**SUPPLIED DATA:**
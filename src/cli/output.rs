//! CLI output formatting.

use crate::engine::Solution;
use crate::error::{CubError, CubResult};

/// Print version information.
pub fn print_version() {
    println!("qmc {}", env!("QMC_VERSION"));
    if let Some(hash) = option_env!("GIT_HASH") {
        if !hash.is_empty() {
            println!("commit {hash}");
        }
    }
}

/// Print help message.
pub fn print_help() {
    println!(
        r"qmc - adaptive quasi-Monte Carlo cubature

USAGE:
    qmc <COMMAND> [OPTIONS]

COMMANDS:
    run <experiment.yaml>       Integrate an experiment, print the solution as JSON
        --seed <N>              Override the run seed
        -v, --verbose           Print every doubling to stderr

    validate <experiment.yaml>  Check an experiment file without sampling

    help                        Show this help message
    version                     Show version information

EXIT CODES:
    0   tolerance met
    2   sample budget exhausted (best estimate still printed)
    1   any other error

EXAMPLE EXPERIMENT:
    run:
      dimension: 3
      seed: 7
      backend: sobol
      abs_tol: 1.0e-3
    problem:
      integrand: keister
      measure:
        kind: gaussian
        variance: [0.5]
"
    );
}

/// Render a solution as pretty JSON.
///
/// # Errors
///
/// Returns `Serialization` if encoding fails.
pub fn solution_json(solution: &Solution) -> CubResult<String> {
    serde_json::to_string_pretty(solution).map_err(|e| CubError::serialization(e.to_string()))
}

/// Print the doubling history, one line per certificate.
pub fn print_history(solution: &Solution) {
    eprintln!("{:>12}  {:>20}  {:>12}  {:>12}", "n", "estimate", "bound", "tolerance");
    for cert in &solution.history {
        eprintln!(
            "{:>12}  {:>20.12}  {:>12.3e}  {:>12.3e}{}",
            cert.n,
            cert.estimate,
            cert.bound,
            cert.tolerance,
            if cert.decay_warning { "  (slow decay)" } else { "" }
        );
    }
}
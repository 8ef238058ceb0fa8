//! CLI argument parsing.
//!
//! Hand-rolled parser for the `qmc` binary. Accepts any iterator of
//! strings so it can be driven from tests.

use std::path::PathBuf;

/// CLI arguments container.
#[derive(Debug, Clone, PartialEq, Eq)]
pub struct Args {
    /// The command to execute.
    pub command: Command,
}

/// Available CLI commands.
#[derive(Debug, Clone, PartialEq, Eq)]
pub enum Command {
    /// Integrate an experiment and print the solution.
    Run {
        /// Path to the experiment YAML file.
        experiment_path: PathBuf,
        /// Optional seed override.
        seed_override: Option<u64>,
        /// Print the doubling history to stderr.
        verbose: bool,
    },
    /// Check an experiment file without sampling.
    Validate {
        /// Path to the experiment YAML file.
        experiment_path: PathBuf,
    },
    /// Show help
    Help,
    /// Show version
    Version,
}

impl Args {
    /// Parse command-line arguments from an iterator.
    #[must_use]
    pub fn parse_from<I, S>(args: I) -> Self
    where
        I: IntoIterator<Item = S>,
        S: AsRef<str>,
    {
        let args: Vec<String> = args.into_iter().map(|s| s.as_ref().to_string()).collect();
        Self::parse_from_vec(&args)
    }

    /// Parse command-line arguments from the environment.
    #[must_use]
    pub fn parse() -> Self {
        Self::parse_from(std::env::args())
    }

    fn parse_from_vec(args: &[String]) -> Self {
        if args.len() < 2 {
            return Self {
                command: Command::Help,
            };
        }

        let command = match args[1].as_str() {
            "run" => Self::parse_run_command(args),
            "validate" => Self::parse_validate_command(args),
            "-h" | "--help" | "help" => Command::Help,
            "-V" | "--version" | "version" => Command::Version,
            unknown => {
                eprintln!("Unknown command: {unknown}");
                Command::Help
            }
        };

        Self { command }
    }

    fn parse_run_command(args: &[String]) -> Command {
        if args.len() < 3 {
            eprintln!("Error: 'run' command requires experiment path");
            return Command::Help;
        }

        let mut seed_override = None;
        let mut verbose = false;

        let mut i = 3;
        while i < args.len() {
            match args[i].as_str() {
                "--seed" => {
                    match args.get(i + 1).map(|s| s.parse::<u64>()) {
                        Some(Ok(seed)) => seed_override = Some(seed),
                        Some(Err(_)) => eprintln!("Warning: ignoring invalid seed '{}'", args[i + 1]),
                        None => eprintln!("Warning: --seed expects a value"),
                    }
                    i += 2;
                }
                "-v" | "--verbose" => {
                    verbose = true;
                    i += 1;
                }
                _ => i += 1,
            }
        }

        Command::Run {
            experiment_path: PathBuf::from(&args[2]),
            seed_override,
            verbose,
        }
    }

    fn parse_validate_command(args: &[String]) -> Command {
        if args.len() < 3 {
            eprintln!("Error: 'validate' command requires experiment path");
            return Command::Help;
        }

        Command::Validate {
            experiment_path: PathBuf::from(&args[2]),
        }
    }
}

**TASK TO CARRY OUT:**
Include the first line of the listing, the line with "command to execute.", and every line between them, each repeated exactly, and output only those.

**ANSWER BOX:**
filename src/cli/output.rs
//! CLI output formatting.

use crate::engine::Solution;
use crate::error::{CubError, CubResult};

/// Print version information.
pub fn print_version() {
    println!("qmc {}", env!("QMC_VERSION"));
    if let Some(hash) = option_env!("GIT_HASH") {
        if !hash.is_empty() {
            println!("commit {hash}");
        }
    }
}

/// Print help message.
pub fn print_help() {
    println!(
        r"qmc - adaptive quasi-Monte Carlo cubature

USAGE:
    qmc <COMMAND> [OPTIONS]

COMMANDS:
    run <experiment.yaml>       Integrate an experiment, print the solution as JSON
        --seed <N>              Override the run seed
        -v, --verbose           Print every doubling to stderr

    validate <experiment.yaml>  Check an experiment file without sampling

    help                        Show this help message
    version                     Show version information

EXIT CODES:
    0   tolerance met
    2   sample budget exhausted (best estimate still printed)
    1   any other error

EXAMPLE EXPERIMENT:
    run:
      dimension: 3
      seed: 7
      backend: sobol
      abs_tol: 1.0e-3
    problem:
      integrand: keister
      measure:
        kind: gaussian
        variance: [0.5]
"
    );
}

/// Render a solution as pretty JSON.
///
/// # Errors
///
/// Returns `Serialization` if encoding fails.
pub fn solution_json(solution: &Solution) -> CubResult<String> {
    serde_json::to_string_pretty(solution).map_err(|e| CubError::serialization(e.to_string()))
}

/// Print the doubling history, one line per certificate.
pub fn print_history(solution: &Solution) {
    eprintln!("{:>12}  {:>20}  {:>12}  {:>12}", "n", "estimate", "bound", "tolerance");
    for cert in &solution.history {
        eprintln!(
            "{:>12}  {:>20.12}  {:>12.3e}  {:>12.3e}{}",
            cert.n,
            cert.estimate,
            cert.bound,
            cert.tolerance,
            if cert.decay_warning { "  (slow decay)" } else { "" }
        );
    }
}
repository 8ef238058ceb0fa8
//! CLI argument parsing.
//!
//! Hand-rolled parser for the `qmc` binary. Accepts any iterator of
//! strings so it can be driven from tests.

use std::path::PathBuf;

/// CLI arguments container.
#[derive(Debug, Clone, PartialEq, Eq)]
pub struct Args {
    /// The command to execute.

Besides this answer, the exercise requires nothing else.